=== PROVIDED DATA ===
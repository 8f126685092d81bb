// SPDX-License-Identifier: AGPL-3.0-or-later
//
// Copyright (C) 2026 Relational Network

use axum::{middleware, routing::get, Router};
use tower_http::{
    cors::CorsLayer,
    request_id::{MakeRequestUuid, PropagateRequestIdLayer, SetRequestIdLayer},
    trace::TraceLayer,
};
use utoipa::{
    openapi::security::{HttpAuthScheme, HttpBuilder, SecurityScheme},
    Modify, OpenApi,
};
use utoipa_swagger_ui::SwaggerUi;

use crate::{auth::middleware::auth_middleware, auth::AuthenticatedIdentity, error::ApiError, state::AppState};

pub mod auth;
pub mod health;
pub mod protected;

pub fn router(state: AppState) -> Router {
    let protected_routes = Router::new()
        .route("/hello", get(protected::protected_hello))
        .route("/me", get(protected::current_session))
        .route_layer(middleware::from_fn_with_state(
            state.sessions.clone(),
            auth_middleware,
        ));

    Router::new()
        .route("/hello", get(protected::hello))
        .route("/auth/{provider}", get(auth::start_login))
        .route("/auth/{provider}/callback", get(auth::login_callback))
        .nest("/protected", protected_routes)
        .route("/health", get(health::health))
        .route("/health/live", get(health::liveness))
        .route("/health/ready", get(health::readiness))
        .fallback(not_found)
        .with_state(state)
        .merge(SwaggerUi::new("/docs").url("/api-doc/openapi.json", ApiDoc::openapi()))
        .layer(PropagateRequestIdLayer::x_request_id())
        .layer(TraceLayer::new_for_http())
        .layer(SetRequestIdLayer::x_request_id(MakeRequestUuid))
        .layer(CorsLayer::permissive())
}

async fn not_found() -> ApiError {
    ApiError::not_found("route not found")
}

struct BearerAuth;

impl Modify for BearerAuth {
    fn modify(&self, openapi: &mut utoipa::openapi::OpenApi) {
        if let Some(components) = openapi.components.as_mut() {
            components.add_security_scheme(
                "bearer",
                SecurityScheme::Http(HttpBuilder::new().scheme(HttpAuthScheme::Bearer).bearer_format("JWT").build()),
            );
        }
    }
}

#[derive(OpenApi)]
#[openapi(
    paths(
        protected::hello,
        protected::protected_hello,
        protected::current_session,
        auth::start_login,
        auth::login_callback,
        health::health,
        health::liveness,
        health::readiness
    ),
    components(
        schemas(
            auth::AccessTokenResponse,
            protected::MessageResponse,
            protected::SessionResponse,
            AuthenticatedIdentity,
            health::ReadyResponse,
            health::HealthChecks,
            health::HealthResponse
        )
    ),
    modifiers(&BearerAuth),
    tags(
        (name = "Auth", description = "Delegated login with an OpenID Connect provider"),
        (name = "Greeting", description = "Public and session-guarded greetings"),
        (name = "Health", description = "Liveness and readiness probes")
    )
)]
struct ApiDoc;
===
* _WHAT YOU SHOULD DO_
For every line of the material above that contains the word "Router", show the line.

* _OUTPUT_
use axum::{middleware, routing::get, Router};
pub fn router(state: AppState) -> Router {
    let protected_routes = Router::new()
    Router::new()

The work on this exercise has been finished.